Nickel (Ni) nanoparticles with average diameters less than 5 nm were successfully synthesized on nanoporous silicon oxycarbide (SiCO) sheath-core fibers by incipient wetness impregnation of Ni acetylacetonate precursor followed by reduction at temperatures above 250 degrees C. The SiCO fibers were fabricated by pyrolyzing electrospun 5/15 PUS/PMMA composite fibers at temperatures from 250 to 1000 degrees C to contain nanoporous cores and striated sheaths. The SiCO fibers pyrolyzed up to 600 degrees C were superhydrophobic and became superhydrophilic when pyrolyzed at 800 degrees C and above.
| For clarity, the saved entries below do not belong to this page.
// ==================== Constructor Methods ====================

impl DeskError {
    // --- Authentication ---

    /// Create authentication error
    pub fn authentication(message: impl Into<String>) -> Self {
        Self::Authentication {
            code: ErrorCode::AuthenticationFailed,
            message: message.into(),
            source: None,
        }
    }

    /// Create session expired error (refresh failed, session torn down)
    pub fn session_expired(message: impl Into<String>) -> Self {
        Self::Authentication {
            code: ErrorCode::SessionExpired,
            message: message.into(),
            source: None,
        }
    }

    /// Create not logged in error
    pub fn not_logged_in() -> Self {
        Self::Authentication {
            code: ErrorCode::NotLoggedIn,
            message: "Not logged in. Run `sitedesk login` first.".to_string(),
            source: None,
        }
    }

    /// Create refresh aborted error
    pub fn refresh_aborted() -> Self {
        Self::Authentication {
            code: ErrorCode::RefreshAborted,
            message: "Token refresh was abandoned before it completed".to_string(),
            source: None,
        }
    }

    /// Create authorization error
    pub fn authorization(message: impl Into<String>) -> Self {
        Self::Authorization {
            code: ErrorCode::AuthorizationDenied,
            message: message.into(),
        }
    }

    // --- Network ---

    /// Create network error from message
    pub fn network(message: impl Into<String>) -> Self {
        Self::Network {
            code: ErrorCode::HttpError,
            message: message.into(),
            source: None,
        }
    }

    /// Create connection-level error (no response received)
    pub fn unreachable(message: impl Into<String>) -> Self {
        Self::Network {
            code: ErrorCode::ConnectionRefused,
            message: message.into(),
            source: None,
        }
    }

    /// Create network error from reqwest error
    pub fn network_from_reqwest(err: reqwest::Error) -> Self {
        let code = if err.is_timeout() {
            ErrorCode::ConnectionTimeout
        } else if err.is_connect() {
            ErrorCode::ConnectionRefused
        } else {
            ErrorCode::HttpError
        };

        Self::Network {
            code,
            message: err.to_string(),
            source: Some(err),
        }
    }

    /// Create API error
    pub fn api(status: u16, message: impl Into<String>) -> Self {
        Self::Api {
            code: ErrorCode::ApiError,
            status,
            message: message.into(),
            body: None,
        }
    }

    /// Create API error carrying the backend body
    pub fn api_with_body(
        status: u16,
        message: impl Into<String>,
        body: Option<serde_json::Value>,
    ) -> Self {
        Self::Api {
            code: ErrorCode::ApiError,
            status,
            message: message.into(),
            body,
        }
    }

    /// Create server fault error (5xx)
    pub fn server_fault(status: u16, message: impl Into<String>) -> Self {
        Self::Api {
            code: ErrorCode::ServerFault,
            status,
            message: message.into(),
            body: None,
        }
    }

    /// Create invalid response error
    pub fn invalid_response(message: impl Into<String>) -> Self {
        Self::Api {
            code: ErrorCode::InvalidResponse,
            status: 0,
            message: message.into(),
            body: None,
        }
    }

    // --- File/IO ---

    /// Create IO error from std::io::Error
    pub fn io_from_error(context: impl Into<String>, err: std::io::Error) -> Self {
        let code = match err.kind() {
            std::io::ErrorKind::NotFound => ErrorCode::FileNotFound,
            std::io::ErrorKind::PermissionDenied => ErrorCode::FileWriteError,
            _ => ErrorCode::FileReadError,
        };

        Self::Io {
            code,
            context: context.into(),
            message: err.to_string(),
            source: Some(err),
        }
    }

    /// Create file not found error
    pub fn file_not_found(path: impl Into<String>) -> Self {
        Self::Io {
            code: ErrorCode::FileNotFound,
            context: "File not found".to_string(),
            message: path.into(),
            source: None,
        }
    }

    // --- Configuration ---

    /// Create configuration error
    pub fn config(message: impl Into<String>) -> Self {
        Self::Config {
            code: ErrorCode::ConfigError,
            message: message.into(),
            source: None,
        }
    }

    /// Create configuration error with source
    pub fn config_from_error(err: config::ConfigError) -> Self {
        Self::Config {
            code: ErrorCode::ConfigError,
            message: err.to_string(),
            source: Some(err),
        }
    }

    /// Create invalid endpoint error
    pub fn invalid_endpoint(message: impl Into<String>) -> Self {
        Self::Config {
            code: ErrorCode::InvalidEndpoint,
            message: message.into(),
            source: None,
        }
    }

    // --- Validation ---

    /// Create validation error
    pub fn validation(message: impl Into<String>) -> Self {
        Self::Validation {
            code: ErrorCode::ValidationFailed,
            message: message.into(),
            field: None,
        }
    }

    /// Create validation error with field
    pub fn validation_field(message: impl Into<String>, field: impl Into<String>) -> Self {
        Self::Validation {
            code: ErrorCode::ValidationFailed,
            message: message.into(),
            field: Some(field.into()),
        }
    }

    /// Create invalid input error
    pub fn invalid_input(message: impl Into<String>) -> Self {
        Self::InvalidInput {
            code: ErrorCode::InvalidInput,
            message: message.into(),
        }
    }

    // --- UI ---

    /// Create UI error
    pub fn ui(message: impl Into<String>) -> Self {
        Self::Ui {
            code: ErrorCode::DialogError,
            message: message.into(),
        }
    }

    /// Create user cancelled error
    pub fn user_cancelled() -> Self {
        Self::Ui {
            code: ErrorCode::UserCancelled,
            message: "Operation cancelled by user".to_string(),
        }
    }

    // --- Internal ---

    /// Create internal error
    pub fn internal(message: impl Into<String>) -> Self {
        Self::Internal {
            code: ErrorCode::InternalError,
            message: message.into(),
        }
    }

    /// Create serialization error
    pub fn serialization(message: impl Into<String>) -> Self {
        Self::Serialization {
            code: ErrorCode::SerializationError,
            message: message.into(),
            source: None,
        }
    }

    // --- Utility Methods ---

    /// Get the error code
    pub fn code(&self) -> ErrorCode {
        match self {
            Self::Authentication { code, .. } => *code,
            Self::Authorization { code, .. } => *code,
            Self::Network { code, .. } => *code,
            Self::Api { code, .. } => *code,
            Self::Io { code, .. } => *code,
            Self::Config { code, .. } => *code,
            Self::Validation { code, .. } => *code,
            Self::InvalidInput { code, .. } => *code,
            Self::Ui { code, .. } => *code,
            Self::Internal { code, .. } => *code,
            Self::Serialization { code, .. } => *code,
            Self::Timeout => ErrorCode::ConnectionTimeout,
        }
    }

    /// HTTP status of an API error, if any
    pub fn status(&self) -> Option<u16> {
        match self {
            Self::Api { status, .. } if *status != 0 => Some(*status),
            _ => None,
        }
    }

    /// Check if this is an authentication error
    pub fn is_auth_error(&self) -> bool {
        matches!(
            self,
            Self::Authentication { .. } | Self::Authorization { .. }
        ) || self.is_unauthorized()
    }

    /// Check if the backend rejected the credentials (HTTP 401)
    pub fn is_unauthorized(&self) -> bool {
        self.status() == Some(401)
    }

    /// Check if this is a network error
    pub fn is_network_error(&self) -> bool {
        matches!(self, Self::Network { .. } | Self::Timeout)
    }

    /// Check if the backend itself failed (5xx)
    pub fn is_server_fault(&self) -> bool {
        matches!(self.status(), Some(s) if s >= 500)
    }
}
pub mod core;
pub mod exchanges;

pub use crate::core::config::ExchangeConfig;
pub use crate::core::errors::ExchangeError;
pub use crate::core::kernel::{Materialized, Params, ReturnFormat};
pub use crate::exchanges::binance::{build_connector, BinanceConnector};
Such a drastic switch from superhydrophobicity to superhydrophilicity coincided with the disappearance of aliphatic methyl and methylene groups. The SiCO ceramic fibers pyrolyzed at 1000 degrees C were highly porous with BET surface area 95.7 m(2)/g, pore volume 0.352 cm(3)/g, and average pore size 26 nm. They were thermally and chemically stable enough to support the Ni acetylaeetonate precursor to be reduced to Ni nanoparticles at 250, 500, and 900 degrees C. SEM observation and EDS elemental mappings showed the reduced Ni nanoparticles to be homogeneously distributed in the fibrous structures without any aggregation. The Ni nanoparticles were monodispersed as confirmed by TEM and in a face-centered-cubic crystalline structure as evidenced by SAED and XRD.